Franklin was working in the Pentagon's infamous Office of Special Plans under Paul Wolfowitz and Doug Feith at the time he was busted. He and his defenders say he was just trying to circumnavigate the DoD bureaucracy when he gave the documents to AIPAC officials -- that he thought they could get his "concerns" about what he thought was the Bush administration's soft touch on Iran to Elliot Abrams, a fellow-traveller at the National Security Council.

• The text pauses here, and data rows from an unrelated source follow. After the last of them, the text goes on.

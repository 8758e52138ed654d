//! # Chord Module
//!
//! Canonical chord symbols from MIDI text markers or from sounding pitches.
//!
//! ## Purpose
//! Chord labels reach the engine two ways:
//! 1. **Text**: arbitrary marker/text meta events typed by a human or exported by a
//!    chord-detection service (`"Bbmaj7"`, `"f#m"`, `"E♭ aug"`).
//! 2. **Pitches**: the set of notes sounding at an instant, when a file carries no
//!    usable labels.
//!
//! Both paths end in the same canonical spelling: uppercase root, sharps only,
//! normalized quality suffix, or `N.C.` for no chord.
//!
//! ## Sub-modules
//! - `normalize` - text cleanup into canonical spelling (never fails)
//! - `symbol` - strict label parser used to tell chord labels from other text
//! - `detect` - interval-template matching over pitch-class sets
//!
//! ## Example
//! ```rust
//! use chartgrid::chord::{detect_chord_name, normalize_symbol};
//!
//! assert_eq!(normalize_symbol("Bbmaj7"), "A#maj7");
//! assert_eq!(detect_chord_name([9, 0, 4, 7]), Some("Am7".to_string()));
//! ```

mod detect;
mod normalize;
mod symbol;

pub use detect::{detect_chord_name, match_template, ChordMatch, TEMPLATES};
pub use normalize::normalize_symbol;
pub use symbol::{is_chord_label, parse_chord_label, ChordSymbol};

/// Label used when no chord sounds.
pub const NO_CHORD: &str = "N.C.";

/// Sharp spellings of the twelve pitch classes, indexed from C.
pub const NOTE_NAMES: [&str; 12] = [
    "C", "C#", "D", "D#", "E", "F", "F#", "G", "G#", "A", "A#", "B",
];

/// Flat roots and their sharp enharmonics.
pub(crate) const FLAT_TO_SHARP: [(&str, &str); 5] = [
    ("Ab", "G#"),
    ("Bb", "A#"),
    ("Db", "C#"),
    ("Eb", "D#"),
    ("Gb", "F#"),
];

/// Rewrite a flat root (`"Bb"`) to its sharp enharmonic; other roots pass through.
pub(crate) fn sharpen_root(root: &str) -> &str {
    FLAT_TO_SHARP
        .iter()
        .find(|(flat, _)| *flat == root)
        .map(|(_, sharp)| *sharp)
        .unwrap_or(root)
}

/// Pitch class (0 = C) of a canonical or flat root spelling.
pub fn root_pitch_class(root: &str) -> Option<u8> {
    let mut chars = root.chars();
    let base: i8 = match chars.next()?.to_ascii_uppercase() {
        'C' => 0,
        'D' => 2,
        'E' => 4,
        'F' => 5,
        'G' => 7,
        'A' => 9,
        'B' => 11,
        _ => return None,
    };
    let acc: i8 = match chars.next() {
        Some('#') => 1,
        Some('b') => -1,
        None => 0,
        Some(_) => return None,
    };
    Some((base + acc).rem_euclid(12) as u8)
}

So while prosecutors said Franklin knew that the classified info he disseminated "could be used to the injury of the United States or to the advantage of a foreign nation," the AIPAC-approved party-line is that he was a victim of his ideological opponents' "criminalization" of the kind of horse-trading in tidbits of information that's routine in DC foreign policy circles.

Even if one accepts that account -- recall that he also slipped info to an Israeli official directly -- it says  quite a bit about our foreign policy establishment when a Pentagon employee would think a lobbyist for AIPAC was the best conduit he had to his superiors in the White House.

Anyway, now he takes to the pages of one of the country prestigious foreign policy journals to claim that the months of turmoil following the Iranian elections somehow vindicates his actions. "Still serving my 10-month sentence," he writes, "I take little solace in the knowledge that my concerns were justified." (Sounds dramatic, but Franklin, who faced up to 25 years behind bars, got a slap on the wrist -- 13 months in jail which were later reduced to 10 months under house arrest.)

It's also unclear why the events of recent months absolve him of his crimes. Franklin says his goal was to "shake the foundations of Iran's mullahcracy," but all parties in the disputed election support the basic structure of Iran's "mullahcracy." And if he's just saying that the tainted vote proved the regime in Tehran to be generally cruel or corrupt, it's not like it enjoyed a good reputation in DC foreign policy circles at the time anyway.

But of course, the larger point of the column is to urge us all to finally follow his advice and overthrow the damn regime already ...

I urged the United States to recognize a government in exile, perhaps in a nearby Central Asian country with a Persian heritage. I proposed a sophisticated propaganda offensive, planting stories both true and otherwise in the Persian-language media to undermine Iranians' confidence in their leaders. I urged that we highlight Iran's human rights record by focusing attention on at least one victim of the regime every day of the year, and that we expose the regime's "gulag archipelago" of prisons. And I proposed the selective declassification of documents that would embarrass Iran on the world stage.

I also called for our financial specialists to compile and publish a list of foreign-based bank accounts, properties, and businesses owned by key regime leaders, and suggested we disrupt the Islamic Republic's monetary transactions, for example, blocking its attempts to secure loans and grants from international lending institutions.

Finally, I suggested we make the same commitment to Iran's people as we did to Solidarity in Poland: to help train an entire generation of free unionists and political activists to surreptitiously exit and re-enter Iran.